Ryan: Yes. So we don’t physically go to the stores but basically, we have a team of four virtual assistants who are researching stores to find prospects and then we have the main guy on my team who is working on this project, we’re using a software called woodpecker.co to automatically send these emails and it personalizes them, it will automate a follow-up if they don’t respond and then we’re just, every day we were doing outreach like that and that’s been starting to get some really good results. We’ve been seeing some reorders already from some of these existing clients and, yeah, I’m pretty excited about where that’s going, and our margins on the whole sale side are over a 100% as well. So whether we sell at wholesale or retail it doesn’t matter to me.

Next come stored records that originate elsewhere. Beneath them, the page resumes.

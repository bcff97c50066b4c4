//! Controller descriptions and per-joint switch records.

use drivelink_common::limits::Limits;
use drivelink_common::mode::OperationMode;

/// A controller as the registry describes it on start/stop.
#[derive(Debug, Clone, PartialEq, Eq, Hash)]
pub struct ControllerInfo {
    /// Controller name; also its limit namespace.
    pub name: String,
    /// Joints the controller claims.
    pub joints: Vec<String>,
    /// Drive mode the controller needs, if any.
    pub required_mode: Option<OperationMode>,
}

impl ControllerInfo {
    /// Controller claiming `joints` in `mode`.
    pub fn new<S: Into<String>>(
        name: impl Into<String>,
        joints: impl IntoIterator<Item = S>,
        required_mode: Option<OperationMode>,
    ) -> Self {
        Self {
            name: name.into(),
            joints: joints.into_iter().map(Into::into).collect(),
            required_mode,
        }
    }
}

/// One joint's part of a prepared controller start.
#[derive(Debug, Clone, PartialEq)]
pub struct SwitchRequest {
    /// Joint name.
    pub joint: String,
    /// Mode to enter.
    pub mode: OperationMode,
    /// Controller layer installed once the mode is confirmed.
    pub overlay: Limits,
}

In the whole sale side, we get a much larger purchases.

Andrew: What’s your criteria for finding stores to sell to?

Ryan: We’re looking for a specific niche. Like for us it tends to be more like gift shops but we go a little bit deeper than that. Basically, we want somebody that’s selling similar products but doesn’t have the particular niche.

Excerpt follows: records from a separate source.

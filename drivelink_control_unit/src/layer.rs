//! Lifecycle state passed into every `read`/`write` and the status they return.

/// Lifecycle state of the surrounding layer stack.
///
/// Ordered: every state from `Shutdown` on does I/O, below it nothing runs.
/// Only `Ready` forwards commands to the actuators.
#[derive(Debug, Clone, Copy, PartialEq, Eq, PartialOrd, Ord, Hash, Default)]
pub enum LayerState {
    /// Not started.
    #[default]
    Off,
    /// Bring-up in progress.
    Init,
    /// Shutting down, feedback still read.
    Shutdown,
    /// Error latched.
    Error,
    /// Halted.
    Halt,
    /// Recovering.
    Recover,
    /// Operational.
    Ready,
}

impl LayerState {
    /// Whether `read`/`write` do any work in this state.
    #[inline]
    pub fn does_io(self) -> bool {
        self >= Self::Shutdown
    }
}

/// Outcome of one cycle phase.
///
/// Ordered by severity, so the status of a layer is the `max` of its parts.
#[derive(Debug, Clone, Copy, PartialEq, Eq, PartialOrd, Ord, Hash, Default)]
pub enum LayerStatus {
    /// Nothing to report.
    #[default]
    Ok,
    /// Degraded but running.
    Warn(&'static str),
    /// Standing error, reported every cycle until resolved.
    Error(&'static str),
}

impl LayerStatus {
    /// Whether this is `Ok`.
    #[inline]
    pub const fn is_ok(&self) -> bool {
        matches!(self, Self::Ok)
    }

    /// The more severe of two statuses.
    #[inline]
    #[must_use]
    pub fn worst(self, other: Self) -> Self {
        self.max(other)
    }
}
//! System-wide constants for the drivelink workspace.
//!
//! Single source of truth for numeric limits and well-known names.

/// Maximum number of joints a single control unit drives.
pub const MAX_JOINTS: usize = 64;

/// Default control cycle time in microseconds (1 kHz = 1000 µs).
pub const DEFAULT_CYCLE_TIME_US: u32 = 1000;

/// Namespace of the global limit configuration (the store root).
pub const GLOBAL_NAMESPACE: &str = "";

/// Key prefix under which per-joint limits live in a namespace.
pub const JOINT_LIMITS_KEY: &str = "joint_limits";

/// Default configuration file path of the control unit binary.
pub const DEFAULT_CONFIG_PATH: &str = "/etc/drivelink/drivelink.toml";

Andrew: So what you’ll do is you’ll find these stores. How do you find their email addresses and the right buyers?

Ryan: Some of the time we’ve got a few places we check. Most of it is through Google and having the virtual assistants, if they find the potential prospect, if they [inaudible 00:55:29] the store that makes sense they’ll look on their website for contact emails, they’ll search on LinkedIn, they’ll search on Yelp, they’ll search on their Facebook page, wherever there might be contact information listed they’ll go to places and then in a perfect world we’re looking for the email address of the [owner 00:55:45] or a buyer for the store. But if we can’t find that, if they can’t find that within about 5 to 10 minutes I forget what we put in the guide, then they’ll just use the generic email for the store, the generic contact email or our contact form and [inaudible 00:55:58]

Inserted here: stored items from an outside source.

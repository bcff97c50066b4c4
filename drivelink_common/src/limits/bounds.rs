//! Bound clamping and soft-limit shaping.
//!
//! Pure `f64` arithmetic, no allocation, safe to call from the RT cycle.
//! None of these functions panic, including for NaN inputs (`f64::clamp`
//! would panic on an inverted range, so plain comparisons are used).

/// Clamp `value` to `[lo, hi]`.
#[inline]
pub fn clamp(value: f64, lo: f64, hi: f64) -> f64 {
    clamp_checked(value, lo, hi).0
}

/// Clamp `value` to `[lo, hi]` and report whether clamping occurred.
///
/// Returns `(value, false)` iff `lo <= value <= hi`; otherwise the nearest
/// bound and `true`. NaN lies outside every range and maps to `lo`.
#[inline]
pub fn clamp_checked(value: f64, lo: f64, hi: f64) -> (f64, bool) {
    if value > hi {
        (hi, true)
    } else if value >= lo {
        (value, false)
    } else {
        (lo, true)
    }
}

/// Clamp `value` to `[-magnitude, magnitude]`.
#[inline]
pub fn clamp_symmetric_checked(value: f64, magnitude: f64) -> (f64, bool) {
    clamp_checked(value, -magnitude, magnitude)
}

/// Soft-limit shaping curve over the normalized distance `d`.
///
/// `f(0) = 0`, `f(1) = 1`, strictly increasing, concave for `k > 0` so the
/// bound stays near full magnitude away from the limit and falls off close
/// to it. Negative `d` (past the limit) yields a negative value. `k <= 0`
/// degrades to the linear ramp.
#[inline]
pub fn soft_shaping(d: f64, k: f64) -> f64 {
    if k <= 0.0 || !k.is_finite() {
        return d;
    }
    (1.0 - (-k * d).exp()) / (1.0 - (-k).exp())
}

/// Velocity bounds at `pos` inside the shaping range `[lo, hi]`.
///
/// At the midpoint both bounds equal `vmax` in magnitude; they shrink
/// toward zero as `pos` nears either end and push back (change sign) once
/// `pos` is past it. Each bound is clamped to `[-vmax, vmax]`. A degenerate
/// range (`hi <= lo`) pins the joint: `(0, 0)`.
pub fn soft_velocity_bounds(pos: f64, lo: f64, hi: f64, k: f64, vmax: f64) -> (f64, f64) {
    let half = 0.5 * (hi - lo);
    if half <= 0.0 || !half.is_finite() {
        return (0.0, 0.0);
    }
    let d_upper = (hi - pos) / half;
    let d_lower = (pos - lo) / half;
    let upper = clamp(vmax * soft_shaping(d_upper, k), -vmax, vmax);
    let lower = clamp(-vmax * soft_shaping(d_lower, k), -vmax, vmax);
    (lower, upper)
}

Andrew: Okay. So it’s very manual and it’s your team internally that’s finding all these contact info.

Ryan: Yeah, and that’s with virtual assistants. So those are people, those are hired through onlinejobs.ph. So it’s overseas virtual assistants.

Andrew: It’s searching other sites. Onlinejobs.ph, I’ve heard really good things about them. That’s hiring virtual assistants in the Philippines, inexpensive, diligent people, that’s what you end up getting there. And you hire them fulltime?

Ryan: In English. Yup, those are for our fulltime working, English is a primary language of the Philippines so there’s almost no language barrier which is one of the big reasons to go there too.

Andrew: That’s interesting. So you acquired the company from Flippa, they sold something that was unique. You said you didn’t do enough due diligence. You probably should have done more but frankly, if you would have done more you also said you would have, you probably would have bought it anyway. You’re selling it online. It seems like Facebook ads were working for you for selling to individuals. Did you do anything else like SEO?

Ryan: We’re just getting started in some SEO strategies and getting some links built. Yeah, we have some Facebook ads that are working. We’ve got retargeting ads set up. Those have been converting pretty well. We’re running some Google ads. Those have been performing quite as well for us so far. But we’ve got certain search terms that are generating a profitable return on ad spend so we’re kind of putting that in maintenance mode is kind of what I’ve called it. We’ve tested a bunch of things, we found a few that work so we’re letting those continue to run and then, yeah, we’re starting to do more outreach for the consumer side.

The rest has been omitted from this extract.